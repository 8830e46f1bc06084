use std::collections::HashMap;
use std::time::Duration;

use crate::error::SettingsError;

pub const DEFAULT_ENDPOINT: &str = "http://localhost:5000/analyze";
pub const DEFAULT_TIMEOUT: Duration = Duration::from_secs(30);
pub const DEFAULT_MAX_RETRIES: u32 = 0;

/// Connection settings for the remote analysis service.
#[derive(Debug, Clone, PartialEq, Eq)]
pub struct ServiceSettings {
    pub endpoint: String,
    pub timeout: Duration,
    pub max_retries: u32,
}

impl Default for ServiceSettings {
    fn default() -> Self {
        Self {
            endpoint: DEFAULT_ENDPOINT.to_string(),
            timeout: DEFAULT_TIMEOUT,
            max_retries: DEFAULT_MAX_RETRIES,
        }
    }
}

impl ServiceSettings {
    pub const ENDPOINT_ENV: &'static str = "AUDIT_LENS_ENDPOINT";
    pub const TIMEOUT_ENV: &'static str = "AUDIT_LENS_TIMEOUT";
    pub const RETRIES_ENV: &'static str = "AUDIT_LENS_MAX_RETRIES";

    /// Load settings from environment variables on top of the defaults.
    ///
    /// * `AUDIT_LENS_ENDPOINT`: analysis endpoint URL.
    /// * `AUDIT_LENS_TIMEOUT`: request timeout, e.g. `45s` or `2m`.
    /// * `AUDIT_LENS_MAX_RETRIES`: retries after the first attempt.
    pub fn from_env() -> Result<Self, SettingsError> {
        Self::from_map(std::env::vars().collect())
    }

    fn from_map(vars: HashMap<String, String>) -> Result<Self, SettingsError> {
        let mut settings = Self::default();
        if let Some(endpoint) = vars.get(Self::ENDPOINT_ENV) {
            settings.set_endpoint(Self::ENDPOINT_ENV, endpoint)?;
        }
        if let Some(timeout) = vars.get(Self::TIMEOUT_ENV).filter(|v| !v.trim().is_empty()) {
            settings.set_timeout(Self::TIMEOUT_ENV, timeout)?;
        }
        if let Some(retries) = vars.get(Self::RETRIES_ENV).filter(|v| !v.trim().is_empty()) {
            settings.set_max_retries(Self::RETRIES_ENV, retries)?;
        }
        Ok(settings)
    }

    /// Override the endpoint; `key` names the source in error messages.
    pub fn set_endpoint(&mut self, key: &str, value: &str) -> Result<(), SettingsError> {
        let trimmed = value.trim();
        if trimmed.is_empty() {
            return Err(SettingsError::BlankEndpoint { key: key.into() });
        }
        if !(trimmed.starts_with("http://") || trimmed.starts_with("https://")) {
            return Err(SettingsError::InvalidEndpoint {
                key: key.into(),
                value: trimmed.into(),
            });
        }
        self.endpoint = trimmed.to_string();
        Ok(())
    }

    pub fn set_timeout(&mut self, key: &str, value: &str) -> Result<(), SettingsError> {
        let trimmed = value.trim();
        self.timeout = humantime::parse_duration(trimmed)
            .ok()
            .filter(|d| !d.is_zero())
            .ok_or_else(|| SettingsError::InvalidTimeout {
                key: key.into(),
                value: trimmed.into(),
            })?;
        Ok(())
    }

    pub fn set_max_retries(&mut self, key: &str, value: &str) -> Result<(), SettingsError> {
        let trimmed = value.trim();
        self.max_retries = trimmed
            .parse::<u32>()
            .map_err(|_| SettingsError::InvalidRetries {
                key: key.into(),
                value: trimmed.into(),
            })?;
        Ok(())
    }
}

#[cfg(test)]
mod tests {
    use super::*;
    use once_cell::sync::Lazy;
    use std::env;
    use std::sync::Mutex;

    static ENV_LOCK: Lazy<Mutex<()>> = Lazy::new(|| Mutex::new(()));

    fn with_env_lock<F: FnOnce()>(func: F) {
        let _guard = ENV_LOCK.lock().unwrap();
        func();
    }

    fn vars(pairs: &[(&str, &str)]) -> HashMap<String, String> {
        pairs
            .iter()
            .map(|(k, v)| (k.to_string(), v.to_string()))
            .collect()
    }

    #[test]
    fn defaults_to_local_service() {
        with_env_lock(|| {
            env::remove_var(ServiceSettings::ENDPOINT_ENV);
            env::remove_var(ServiceSettings::TIMEOUT_ENV);
            env::remove_var(ServiceSettings::RETRIES_ENV);

            let settings = ServiceSettings::from_env().expect("defaults should load");
            assert_eq!(settings.endpoint, "http://localhost:5000/analyze");
            assert_eq!(settings.timeout, Duration::from_secs(30));
            assert_eq!(settings.max_retries, 0);
        });
    }

    #[test]
    fn reads_overrides_from_environment() {
        with_env_lock(|| {
            env::set_var(ServiceSettings::ENDPOINT_ENV, " https://audit.example.com/analyze ");
            env::set_var(ServiceSettings::TIMEOUT_ENV, "1m 30s");
            env::set_var(ServiceSettings::RETRIES_ENV, "3");

            let settings = ServiceSettings::from_env().expect("overrides should parse");
            assert_eq!(settings.endpoint, "https://audit.example.com/analyze");
            assert_eq!(settings.timeout, Duration::from_secs(90));
            assert_eq!(settings.max_retries, 3);

            env::remove_var(ServiceSettings::ENDPOINT_ENV);
            env::remove_var(ServiceSettings::TIMEOUT_ENV);
            env::remove_var(ServiceSettings::RETRIES_ENV);
        });
    }

    #[test]
    fn rejects_non_http_endpoint() {
        let err = ServiceSettings::from_map(vars(&[(ServiceSettings::ENDPOINT_ENV, "ftp://x")]))
            .expect_err("ftp endpoint should be rejected");
        assert!(err.to_string().contains(ServiceSettings::ENDPOINT_ENV));
    }

    #[test]
    fn rejects_blank_endpoint() {
        let err = ServiceSettings::from_map(vars(&[(ServiceSettings::ENDPOINT_ENV, "  ")]))
            .expect_err("blank endpoint should be rejected");
        assert!(matches!(err, SettingsError::BlankEndpoint { .. }));
    }

    #[test]
    fn rejects_bad_timeout_and_retries() {
        let err = ServiceSettings::from_map(vars(&[(ServiceSettings::TIMEOUT_ENV, "soon")]))
            .expect_err("bad duration");
        assert!(matches!(err, SettingsError::InvalidTimeout { .. }));

        let err = ServiceSettings::from_map(vars(&[(ServiceSettings::TIMEOUT_ENV, "0s")]))
            .expect_err("zero duration");
        assert!(matches!(err, SettingsError::InvalidTimeout { .. }));

        let err = ServiceSettings::from_map(vars(&[(ServiceSettings::RETRIES_ENV, "-1")]))
            .expect_err("negative retries");
        assert!(matches!(err, SettingsError::InvalidRetries { .. }));
    }

    #[test]
    fn blank_optional_values_fall_back_to_defaults() {
        let settings = ServiceSettings::from_map(vars(&[
            (ServiceSettings::TIMEOUT_ENV, ""),
            (ServiceSettings::RETRIES_ENV, " "),
        ]))
        .unwrap();
        assert_eq!(settings, ServiceSettings::default());
    }
}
▬▬▬
Once you have read the listing, copy it out exactly.

The completed task:
repository 8830e46f1bc06084
use std::collections::HashMap;
use std::time::Duration;

use crate::error::SettingsError;

pub const DEFAULT_ENDPOINT: &str = "http://localhost:5000/analyze";
pub const DEFAULT_TIMEOUT: Duration = Duration::from_secs(30);
pub const DEFAULT_MAX_RETRIES: u32 = 0;

/// Connection settings for the remote analysis service.
#[derive(Debug, Clone, PartialEq, Eq)]
pub struct ServiceSettings {
    pub endpoint: String,
    pub timeout: Duration,
    pub max_retries: u32,
}

impl Default for ServiceSettings {
    fn default() -> Self {
        Self {
            endpoint: DEFAULT_ENDPOINT.to_string(),
            timeout: DEFAULT_TIMEOUT,
            max_retries: DEFAULT_MAX_RETRIES,
        }
    }
}

impl ServiceSettings {
    pub const ENDPOINT_ENV: &'static str = "AUDIT_LENS_ENDPOINT";
    pub const TIMEOUT_ENV: &'static str = "AUDIT_LENS_TIMEOUT";
    pub const RETRIES_ENV: &'static str = "AUDIT_LENS_MAX_RETRIES";

    /// Load settings from environment variables on top of the defaults.
    ///
    /// * `AUDIT_LENS_ENDPOINT`: analysis endpoint URL.
    /// * `AUDIT_LENS_TIMEOUT`: request timeout, e.g. `45s` or `2m`.
    /// * `AUDIT_LENS_MAX_RETRIES`: retries after the first attempt.
    pub fn from_env() -> Result<Self, SettingsError> {
        Self::from_map(std::env::vars().collect())
    }

    fn from_map(vars: HashMap<String, String>) -> Result<Self, SettingsError> {
        let mut settings = Self::default();
        if let Some(endpoint) = vars.get(Self::ENDPOINT_ENV) {
            settings.set_endpoint(Self::ENDPOINT_ENV, endpoint)?;
        }
        if let Some(timeout) = vars.get(Self::TIMEOUT_ENV).filter(|v| !v.trim().is_empty()) {
            settings.set_timeout(Self::TIMEOUT_ENV, timeout)?;
        }
        if let Some(retries) = vars.get(Self::RETRIES_ENV).filter(|v| !v.trim().is_empty()) {
            settings.set_max_retries(Self::RETRIES_ENV, retries)?;
        }
        Ok(settings)
    }

    /// Override the endpoint; `key` names the source in error messages.
    pub fn set_endpoint(&mut self, key: &str, value: &str) -> Result<(), SettingsError> {
        let trimmed = value.trim();
        if trimmed.is_empty() {
            return Err(SettingsError::BlankEndpoint { key: key.into() });
        }
        if !(trimmed.starts_with("http://") || trimmed.starts_with("https://")) {
            return Err(SettingsError::InvalidEndpoint {
                key: key.into(),
                value: trimmed.into(),
            });
        }
        self.endpoint = trimmed.to_string();
        Ok(())
    }

    pub fn set_timeout(&mut self, key: &str, value: &str) -> Result<(), SettingsError> {
        let trimmed = value.trim();
        self.timeout = humantime::parse_duration(trimmed)
            .ok()
            .filter(|d| !d.is_zero())
            .ok_or_else(|| SettingsError::InvalidTimeout {
                key: key.into(),
                value: trimmed.into(),
            })?;
        Ok(())
    }

    pub fn set_max_retries(&mut self, key: &str, value: &str) -> Result<(), SettingsError> {
        let trimmed = value.trim();
        self.max_retries = trimmed
            .parse::<u32>()
            .map_err(|_| SettingsError::InvalidRetries {
                key: key.into(),
                value: trimmed.into(),
            })?;
        Ok(())
    }
}

#[cfg(test)]
mod tests {
    use super::*;
    use once_cell::sync::Lazy;
    use std::env;
    use std::sync::Mutex;

    static ENV_LOCK: Lazy<Mutex<()>> = Lazy::new(|| Mutex::new(()));

    fn with_env_lock<F: FnOnce()>(func: F) {
        let _guard = ENV_LOCK.lock().unwrap();
        func();
    }

    fn vars(pairs: &[(&str, &str)]) -> HashMap<String, String> {
        pairs
            .iter()
            .map(|(k, v)| (k.to_string(), v.to_string()))
            .collect()
    }

    #[test]
    fn defaults_to_local_service() {
        with_env_lock(|| {
            env::remove_var(ServiceSettings::ENDPOINT_ENV);
            env::remove_var(ServiceSettings::TIMEOUT_ENV);
            env::remove_var(ServiceSettings::RETRIES_ENV);

            let settings = ServiceSettings::from_env().expect("defaults should load");
            assert_eq!(settings.endpoint, "http://localhost:5000/analyze");
            assert_eq!(settings.timeout, Duration::from_secs(30));
            assert_eq!(settings.max_retries, 0);
        });
    }

    #[test]
    fn reads_overrides_from_environment() {
        with_env_lock(|| {
            env::set_var(ServiceSettings::ENDPOINT_ENV, " https://audit.example.com/analyze ");
            env::set_var(ServiceSettings::TIMEOUT_ENV, "1m 30s");
            env::set_var(ServiceSettings::RETRIES_ENV, "3");

            let settings = ServiceSettings::from_env().expect("overrides should parse");
            assert_eq!(settings.endpoint, "https://audit.example.com/analyze");
            assert_eq!(settings.timeout, Duration::from_secs(90));
            assert_eq!(settings.max_retries, 3);

            env::remove_var(ServiceSettings::ENDPOINT_ENV);
            env::remove_var(ServiceSettings::TIMEOUT_ENV);
            env::remove_var(ServiceSettings::RETRIES_ENV);
        });
    }

    #[test]
    fn rejects_non_http_endpoint() {
        let err = ServiceSettings::from_map(vars(&[(ServiceSettings::ENDPOINT_ENV, "ftp://x")]))
            .expect_err("ftp endpoint should be rejected");
        assert!(err.to_string().contains(ServiceSettings::ENDPOINT_ENV));
    }

    #[test]
    fn rejects_blank_endpoint() {
        let err = ServiceSettings::from_map(vars(&[(ServiceSettings::ENDPOINT_ENV, "  ")]))
            .expect_err("blank endpoint should be rejected");
        assert!(matches!(err, SettingsError::BlankEndpoint { .. }));
    }

    #[test]
    fn rejects_bad_timeout_and_retries() {
        let err = ServiceSettings::from_map(vars(&[(ServiceSettings::TIMEOUT_ENV, "soon")]))
            .expect_err("bad duration");
        assert!(matches!(err, SettingsError::InvalidTimeout { .. }));

        let err = ServiceSettings::from_map(vars(&[(ServiceSettings::TIMEOUT_ENV, "0s")]))
            .expect_err("zero duration");
        assert!(matches!(err, SettingsError::InvalidTimeout { .. }));

        let err = ServiceSettings::from_map(vars(&[(ServiceSettings::RETRIES_ENV, "-1")]))
            .expect_err("negative retries");
        assert!(matches!(err, SettingsError::InvalidRetries { .. }));
    }

    #[test]
    fn blank_optional_values_fall_back_to_defaults() {
        let settings = ServiceSettings::from_map(vars(&[
            (ServiceSettings::TIMEOUT_ENV, ""),
            (ServiceSettings::RETRIES_ENV, " "),
        ]))
        .unwrap();
        assert_eq!(settings, ServiceSettings::default());
    }
}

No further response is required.